- [TASK] The answer consists of one number: how many lines of the data below include the string "pipeline".
== GIVEN INFORMATION
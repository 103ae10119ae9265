pub mod alignment;
pub mod assets;
pub mod audio;
pub mod config;
pub mod document;
pub mod error;
pub mod extract;
pub mod jobs;
pub mod pipeline;
pub mod store;
pub mod types;

pub use alignment::matcher::get_reference_text_timing;
pub use alignment::report::{AlignmentIssue, AlignmentReport};
pub use config::SyncConfig;
pub use document::{ProjectDocument, Segment, TextField, Visual};
pub use error::SyncError;
pub use pipeline::builder::VisualAlignerBuilder;
pub use pipeline::runtime::{ProjectAlignment, SegmentAlignment, VisualAligner};
pub use pipeline::traits::{DocumentStore, ReferenceMatcher, TimelineReconstructor, WordTimingExtractor};
pub use types::{MatchResult, WordTiming};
====
- [RESULT FOR THIS EXERCISE] 4